The first one is we're going to talk through home renovations because a lot of people are trying to decide, well, which home renovation is worth my time, my energy and my dollars and which one may not be as worth it for me. For the return that I'm going to get back. So we're going to talk about the top 10 home renovations on interior projects.

We're going to talk about the top 10 home renovations on exterior projects, because I think you have to separate the two. And then we're also going to dive into the worst home renovations for most people and how it doesn't really increase the value of your home whatsoever. Then we're going to dive into a question about savings rate, and we're going to lay out somebody's personal situation.

And we're going to talk through what is their savings rate. We're going to talk through is the. Employer contribution. Should those count number of different questions associated with that? And then lastly, what are some of the best retirement accounts for folks who are self employed? And so that is one that we get a lot of questions on.

This is one that I had to actually go and dive through when I started my entrepreneurship journey to figure out what the best options for me were. So I know all about this stuff because I did so much heavy research. When I went through that process. So those are the three questions we are diving into today.

So without further ado, let's get into it. All right. So the first question that we're going to be diving into is I'm considering remodeling parts of my home. And one of the biggest things I want to understand is, do you know if there are any home renovations that are much more worth it than others? I'm trying to make the right decisions with my specific budget.

Now.
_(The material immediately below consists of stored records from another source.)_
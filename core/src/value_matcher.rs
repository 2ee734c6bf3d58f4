//! `ValueMatcher` — Stateless predicates over a [`Value`]
//!
//! The payload of [`Pattern::Predicate`](crate::Pattern::Predicate). A
//! matcher looks at one value and answers yes or no; it never binds.
//!
//! # Available Matchers
//!
//! - [`StringMatcher`] — exact / prefix / suffix / contains / regex, optional case folding
//! - [`BoolMatcher`] — boolean equality
//! - [`CompareMatcher`] — ordering against an operand (`_ < 5`, `_ != 'x'`, ...)
//! - [`TypeMatcher`] — dynamic type test on custom values
//! - [`FnMatcher`] — any caller-supplied `Fn(&Value) -> bool`

use crate::{Value, ValueKind};
use std::any::Any;
use std::cmp::Ordering;
use std::fmt::{self, Debug};
use std::marker::PhantomData;
use std::sync::Arc;

/// Decides whether a single value is acceptable.
///
/// # Thread Safety
///
/// All implementations must be `Send + Sync`: they are stored inside
/// patterns, and patterns are shared.
///
/// # Example
///
/// ```
/// use pmatch::{StringMatcher, Value, ValueMatcher};
///
/// let matcher = StringMatcher::suffix(".json", false);
/// assert!(matcher.matches(&Value::from("data.json")));
/// assert!(!matcher.matches(&Value::from(1)));
/// ```
#[diagnostic::on_unimplemented(
    message = "`{Self}` does not implement `ValueMatcher`",
    label = "this type cannot decide whether a `Value` matches",
    note = "use a built-in matcher (StringMatcher, CompareMatcher, ...), wrap a closure with `Pattern::when`, or implement `matches(&self, &Value) -> bool`"
)]
pub trait ValueMatcher: Send + Sync + Debug {
    /// Check if the given value matches.
    ///
    /// Returns `false` if the value is of a kind this matcher does not handle.
    fn matches(&self, value: &Value) -> bool;

    /// The kinds this matcher can ever accept.
    ///
    /// Used by shape checking. Empty means "any kind", which is the default.
    fn supported_kinds(&self) -> &[ValueKind] {
        &[]
    }
}

#[diagnostic::do_not_recommend]
impl ValueMatcher for Box<dyn ValueMatcher> {
    fn matches(&self, value: &Value) -> bool {
        (**self).matches(value)
    }

    fn supported_kinds(&self) -> &[ValueKind] {
        (**self).supported_kinds()
    }
}

// ═══════════════════════════════════════════════════════════════════════════════
// StringMatcher
// ═══════════════════════════════════════════════════════════════════════════════

/// String matching with all common strategies.
///
/// # Example
///
/// ```
/// use pmatch::{StringMatcher, Value, ValueMatcher};
///
/// let matcher = StringMatcher::prefix("/API/", true);
/// assert!(matcher.matches(&Value::from("/api/users")));
///
/// let matcher = StringMatcher::regex(r"^\d+$").unwrap();
/// assert!(matcher.matches(&Value::from("123")));
/// assert!(!matcher.matches(&Value::from("12a")));
/// ```
#[derive(Debug, Clone)]
pub enum StringMatcher {
    /// Whole-string equality.
    Exact { value: String, ignore_case: bool },
    /// Leading substring.
    Prefix { value: String, ignore_case: bool },
    /// Trailing substring.
    Suffix { value: String, ignore_case: bool },
    /// Substring anywhere. Stored lowercased when `ignore_case` is set.
    Contains { value: String, ignore_case: bool },
    /// Regular expression (RE2 semantics, linear time).
    Regex(regex::Regex),
}

impl StringMatcher {
    /// Whole-string equality.
    #[must_use]
    pub fn exact(value: impl Into<String>, ignore_case: bool) -> Self {
        Self::Exact {
            value: value.into(),
            ignore_case,
        }
    }

    /// Leading substring.
    #[must_use]
    pub fn prefix(value: impl Into<String>, ignore_case: bool) -> Self {
        Self::Prefix {
            value: value.into(),
            ignore_case,
        }
    }

    /// Trailing substring.
    #[must_use]
    pub fn suffix(value: impl Into<String>, ignore_case: bool) -> Self {
        Self::Suffix {
            value: value.into(),
            ignore_case,
        }
    }

    /// Substring anywhere.
    #[must_use]
    pub fn contains(value: impl Into<String>, ignore_case: bool) -> Self {
        let value = value.into();
        Self::Contains {
            value: if ignore_case {
                value.to_ascii_lowercase()
            } else {
                value
            },
            ignore_case,
        }
    }

    /// Regular expression, compiled once.
    ///
    /// # Errors
    ///
    /// Returns `Err` if the expression does not compile.
    pub fn regex(pattern: &str) -> Result<Self, regex::Error> {
        regex::Regex::new(pattern).map(Self::Regex)
    }

    /// Case-insensitive regular expression.
    ///
    /// # Errors
    ///
    /// Returns `Err` if the expression does not compile.
    pub fn regex_ignore_case(pattern: &str) -> Result<Self, regex::Error> {
        regex::RegexBuilder::new(pattern)
            .case_insensitive(true)
            .build()
            .map(Self::Regex)
    }

    fn matches_str(&self, input: &str) -> bool {
        match self {
            Self::Exact { value, ignore_case } => {
                if *ignore_case {
                    input.eq_ignore_ascii_case(value)
                } else {
                    input == value
                }
            }
            Self::Prefix { value, ignore_case } => {
                if *ignore_case {
                    input
                        .get(..value.len())
                        .is_some_and(|head| head.eq_ignore_ascii_case(value))
                } else {
                    input.starts_with(value.as_str())
                }
            }
            Self::Suffix { value, ignore_case } => {
                if *ignore_case {
                    input
                        .len()
                        .checked_sub(value.len())
                        .and_then(|start| input.get(start..))
                        .is_some_and(|tail| tail.eq_ignore_ascii_case(value))
                } else {
                    input.ends_with(value.as_str())
                }
            }
            Self::Contains { value, ignore_case } => {
                if *ignore_case {
                    input.to_ascii_lowercase().contains(value.as_str())
                } else {
                    input.contains(value.as_str())
                }
            }
            Self::Regex(re) => re.is_match(input),
        }
    }
}

impl ValueMatcher for StringMatcher {
    fn matches(&self, value: &Value) -> bool {
        value.as_str().is_some_and(|s| self.matches_str(s))
    }

    fn supported_kinds(&self) -> &[ValueKind] {
        &[ValueKind::String]
    }
}

// ═══════════════════════════════════════════════════════════════════════════════
// BoolMatcher
// ═══════════════════════════════════════════════════════════════════════════════

/// Boolean equality.
#[derive(Debug, Clone, Copy, PartialEq, Eq)]
pub struct BoolMatcher {
    expected: bool,
}

impl BoolMatcher {
    /// Match values equal to `expected`.
    #[must_use]
    pub fn new(expected: bool) -> Self {
        Self { expected }
    }
}

impl ValueMatcher for BoolMatcher {
    fn matches(&self, value: &Value) -> bool {
        value.as_bool() == Some(self.expected)
    }

    fn supported_kinds(&self) -> &[ValueKind] {
        &[ValueKind::Bool]
    }
}

// ═══════════════════════════════════════════════════════════════════════════════
// CompareMatcher
// ═══════════════════════════════════════════════════════════════════════════════

/// A comparison operator.
#[derive(Debug, Clone, Copy, PartialEq, Eq, Hash)]
#[cfg_attr(feature = "serde", derive(serde::Serialize, serde::Deserialize))]
#[cfg_attr(feature = "serde", serde(rename_all = "snake_case"))]
pub enum CompareOp {
    /// `==`
    Eq,
    /// `!=`
    Ne,
    /// `<`
    Lt,
    /// `<=`
    Le,
    /// `>`
    Gt,
    /// `>=`
    Ge,
}

impl CompareOp {
    /// Apply the operator to `lhs op rhs`.
    ///
    /// Ordering operators are `false` for values that have no ordering
    /// (different kinds, custom values).
    #[must_use]
    pub fn apply(self, lhs: &Value, rhs: &Value) -> bool {
        match self {
            Self::Eq => lhs == rhs,
            Self::Ne => lhs != rhs,
            Self::Lt => lhs.partial_cmp(rhs) == Some(Ordering::Less),
            Self::Le => matches!(lhs.partial_cmp(rhs), Some(Ordering::Less | Ordering::Equal)),
            Self::Gt => lhs.partial_cmp(rhs) == Some(Ordering::Greater),
            Self::Ge => matches!(
                lhs.partial_cmp(rhs),
                Some(Ordering::Greater | Ordering::Equal)
            ),
        }
    }

    /// The operator as written in source.
    #[must_use]
    pub fn symbol(self) -> &'static str {
        match self {
            Self::Eq => "==",
            Self::Ne => "!=",
            Self::Lt => "<",
            Self::Le => "<=",
            Self::Gt => ">",
            Self::Ge => ">=",
        }
    }
}

/// `value op operand`.
///
/// ```
/// use pmatch::{CompareMatcher, CompareOp, Value, ValueMatcher};
///
/// let below_five = CompareMatcher::new(CompareOp::Lt, 5);
/// assert!(below_five.matches(&Value::from(1)));
/// assert!(!below_five.matches(&Value::from(7)));
/// assert!(!below_five.matches(&Value::from("1")));
/// ```
#[derive(Debug, Clone, PartialEq)]
pub struct CompareMatcher {
    op: CompareOp,
    operand: Value,
}

impl CompareMatcher {
    /// Compare against `operand` with `op`.
    pub fn new(op: CompareOp, operand: impl Into<Value>) -> Self {
        Self {
            op,
            operand: operand.into(),
        }
    }

    /// The operator.
    #[must_use]
    pub fn op(&self) -> CompareOp {
        self.op
    }

    /// The right-hand side.
    #[must_use]
    pub fn operand(&self) -> &Value {
        &self.operand
    }
}

impl ValueMatcher for CompareMatcher {
    fn matches(&self, value: &Value) -> bool {
        self.op.apply(value, &self.operand)
    }
}

// ═══════════════════════════════════════════════════════════════════════════════
// TypeMatcher
// ═══════════════════════════════════════════════════════════════════════════════

/// Accepts custom values whose concrete type is `T`.
pub struct TypeMatcher<T> {
    _marker: PhantomData<fn() -> T>,
}

impl<T: Any> TypeMatcher<T> {
    /// Match values downcastable to `T`.
    #[must_use]
    pub fn new() -> Self {
        Self {
            _marker: PhantomData,
        }
    }
}

impl<T: Any> Default for TypeMatcher<T> {
    fn default() -> Self {
        Self::new()
    }
}

impl<T> Debug for TypeMatcher<T> {
    fn fmt(&self, f: &mut fmt::Formatter<'_>) -> fmt::Result {
        write!(f, "is<{}>", std::any::type_name::<T>())
    }
}

impl<T: Any> ValueMatcher for TypeMatcher<T> {
    fn matches(&self, value: &Value) -> bool {
        value
            .as_custom()
            .is_some_and(|c| c.as_any().is::<T>())
    }

    fn supported_kinds(&self) -> &[ValueKind] {
        &[ValueKind::Custom]
    }
}

// ═══════════════════════════════════════════════════════════════════════════════
// FnMatcher
// ═══════════════════════════════════════════════════════════════════════════════

/// A caller-supplied predicate.
#[derive(Clone)]
pub struct FnMatcher {
    label: Arc<str>,
    f: Arc<dyn Fn(&Value) -> bool + Send + Sync>,
}

impl FnMatcher {
    /// Wrap a predicate. `label` is only used for display.
    pub fn new<F>(label: impl AsRef<str>, f: F) -> Self
    where
        F: Fn(&Value) -> bool + Send + Sync + 'static,
    {
        Self {
            label: Arc::from(label.as_ref()),
            f: Arc::new(f),
        }
    }

    /// The display label.
    #[must_use]
    pub fn label(&self) -> &str {
        &self.label
    }
}

impl Debug for FnMatcher {
    fn fmt(&self, f: &mut fmt::Formatter<'_>) -> fmt::Result {
        write!(f, "when({})", self.label)
    }
}

impl ValueMatcher for FnMatcher {
    fn matches(&self, value: &Value) -> bool {
        (self.f)(value)
    }
}
//! `Projection` — Unary views applied by [`Pattern::Transform`](crate::Pattern::Transform)
//!
//! A projection turns the subject into the value a nested pattern is matched
//! against: a tuple position, the content of a nullable, a field of a custom
//! type, a computed property. Field and member accessors are plain functions
//! supplied by the caller; the engine never reflects.
//!
//! A projection that cannot produce anything returns the absent sentinel
//! ([`Value::None`]); the nested pattern is then matched against it like any
//! other value.
//!
//! Projections that only *select* part of their input return
//! [`Cow::Borrowed`]; the selected value stays anchored in the subject and
//! can be captured by reference. Computed results are [`Cow::Owned`].

use crate::value::ABSENT;
use crate::{Shape, Value, ValueKind};
use std::borrow::Cow;
use std::fmt::{self, Debug};
use std::sync::Arc;

/// A unary view over a [`Value`].
///
/// # Thread Safety
///
/// Implementations must be `Send + Sync` so pattern trees stay shareable.
///
/// # Example
///
/// ```
/// use std::borrow::Cow;
/// use pmatch::{Projection, Value};
///
/// #[derive(Debug)]
/// struct Doubled;
///
/// impl Projection for Doubled {
///     fn apply<'x>(&self, value: &'x Value) -> Cow<'x, Value> {
///         Cow::Owned(value.as_int().map_or(Value::None, |i| Value::from(i * 2)))
///     }
/// }
///
/// assert_eq!(*Doubled.apply(&Value::from(21)), Value::from(42));
/// assert_eq!(*Doubled.apply(&Value::from("x")), Value::None);
/// ```
#[diagnostic::on_unimplemented(
    message = "`{Self}` does not implement `Projection`",
    label = "this type cannot be used as a view over `Value`",
    note = "wrap a closure with `Pattern::app(|v| ..., pattern)` or implement `apply(&self, &Value) -> Cow<Value>`"
)]
pub trait Projection: Send + Sync + Debug {
    /// Compute the view of `value`.
    fn apply<'x>(&self, value: &'x Value) -> Cow<'x, Value>;

    /// The shape of the output, given the shape of the input.
    ///
    /// Used by [`Pattern::check_shape`](crate::Pattern::check_shape). Default
    /// is [`Shape::Any`]: nothing is known about computed results.
    fn output_shape(&self, _input: &Shape) -> Shape {
        Shape::Any
    }
}

#[diagnostic::do_not_recommend]
impl Projection for Box<dyn Projection> {
    fn apply<'x>(&self, value: &'x Value) -> Cow<'x, Value> {
        (**self).apply(value)
    }

    fn output_shape(&self, input: &Shape) -> Shape {
        (**self).output_shape(input)
    }
}

// ═══════════════════════════════════════════════════════════════════════════════
// Selecting projections
// ═══════════════════════════════════════════════════════════════════════════════

/// The `i`-th position of a tuple.
///
/// ```
/// use pmatch::{Field, Projection, Value};
///
/// let subject = Value::from(('+', 1, 2));
/// assert_eq!(*Field(2).apply(&subject), Value::from(2));
/// assert_eq!(*Field(7).apply(&subject), Value::None);
/// ```
#[derive(Debug, Clone, Copy, PartialEq, Eq)]
pub struct Field(pub usize);

impl Projection for Field {
    fn apply<'x>(&self, value: &'x Value) -> Cow<'x, Value> {
        Cow::Borrowed(
            value
                .as_tuple()
                .and_then(|items| items.get(self.0))
                .unwrap_or(&ABSENT),
        )
    }

    fn output_shape(&self, input: &Shape) -> Shape {
        match input {
            Shape::Tuple(items) => items.get(self.0).cloned().unwrap_or(Shape::Any),
            _ => Shape::Any,
        }
    }
}

/// The content of a present nullable; absent for an empty one.
#[derive(Debug, Clone, Copy, Default, PartialEq, Eq)]
pub struct Unwrap;

impl Projection for Unwrap {
    fn apply<'x>(&self, value: &'x Value) -> Cow<'x, Value> {
        Cow::Borrowed(value.as_maybe().flatten().unwrap_or(&ABSENT))
    }
}

/// Selection through a caller-supplied accessor.
///
/// Built by [`Pattern::select`](crate::Pattern::select); use it for accessors
/// that return a reference into the value (e.g. a field of a custom type
/// stored as a [`Value`]).
#[derive(Clone)]
pub struct SelectFn {
    label: Arc<str>,
    f: Arc<dyn for<'x> Fn(&'x Value) -> Option<&'x Value> + Send + Sync>,
}

impl SelectFn {
    /// Wrap an accessor.
    pub fn new<F>(label: impl AsRef<str>, f: F) -> Self
    where
        F: for<'x> Fn(&'x Value) -> Option<&'x Value> + Send + Sync + 'static,
    {
        Self {
            label: Arc::from(label.as_ref()),
            f: Arc::new(f),
        }
    }
}

impl Projection for SelectFn {
    fn apply<'x>(&self, value: &'x Value) -> Cow<'x, Value> {
        Cow::Borrowed((self.f)(value).unwrap_or(&ABSENT))
    }
}

impl Debug for SelectFn {
    fn fmt(&self, f: &mut fmt::Formatter<'_>) -> fmt::Result {
        write!(f, "select({})", self.label)
    }
}

// ═══════════════════════════════════════════════════════════════════════════════
// Computing projections
// ═══════════════════════════════════════════════════════════════════════════════

/// `true` for a present nullable, `false` for an empty one, absent otherwise.
#[derive(Debug, Clone, Copy, Default, PartialEq, Eq)]
pub struct IsPresent;

impl Projection for IsPresent {
    fn apply<'x>(&self, value: &'x Value) -> Cow<'x, Value> {
        Cow::Owned(
            value
                .as_maybe()
                .map_or(Value::None, |inner| Value::Bool(inner.is_some())),
        )
    }

    fn output_shape(&self, _input: &Shape) -> Shape {
        Shape::Scalar(ValueKind::Bool)
    }
}

/// Number of positions of a tuple, characters of a string or bytes of a blob.
#[derive(Debug, Clone, Copy, Default, PartialEq, Eq)]
pub struct Len;

impl Projection for Len {
    fn apply<'x>(&self, value: &'x Value) -> Cow<'x, Value> {
        let len = match value {
            Value::Tuple(items) => items.len(),
            Value::String(s) => s.chars().count(),
            Value::Bytes(b) => b.len(),
            _ => return Cow::Borrowed(&ABSENT),
        };
        Cow::Owned(i64::try_from(len).map_or(Value::None, Value::Int))
    }

    fn output_shape(&self, _input: &Shape) -> Shape {
        Shape::Scalar(ValueKind::Int)
    }
}

/// A caller-supplied function computing a new value.
///
/// Built by [`Pattern::app`](crate::Pattern::app).
#[derive(Clone)]
pub struct MapFn {
    label: Arc<str>,
    f: Arc<dyn Fn(&Value) -> Value + Send + Sync>,
}

impl MapFn {
    /// Wrap a function.
    pub fn new<F>(label: impl AsRef<str>, f: F) -> Self
    where
        F: Fn(&Value) -> Value + Send + Sync + 'static,
    {
        Self {
            label: Arc::from(label.as_ref()),
            f: Arc::new(f),
        }
    }
}

impl Projection for MapFn {
    fn apply<'x>(&self, value: &'x Value) -> Cow<'x, Value> {
        Cow::Owned((self.f)(value))
    }
}

impl Debug for MapFn {
    fn fmt(&self, f: &mut fmt::Formatter<'_>) -> fmt::Result {
        write!(f, "app({})", self.label)
    }
}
I love this question. And if you've ever followed us on social media, I actually talk about this a lot on social media, because I think it's really important for a lot of people to know which home renovations are actually going to help increase their home's value and where they're actually going to get somewhat of their money back.

And then which home renovations, they're not going to get much back at all. If. Anything back based on those home renovations. The reason why I like talking about this a lot is a lot of people think that if they just renovate their home and they do specific things, they're just going to get their money back in the end.

This is absolutely not true. In fact, home renovations can be a major money pit for a lot of people. Now there are other reasons that are not financial to renovate your home. A it can make you happier by improving your space. This is a reason why I renovate my home all the time. It's because it makes me happier by renovating my space.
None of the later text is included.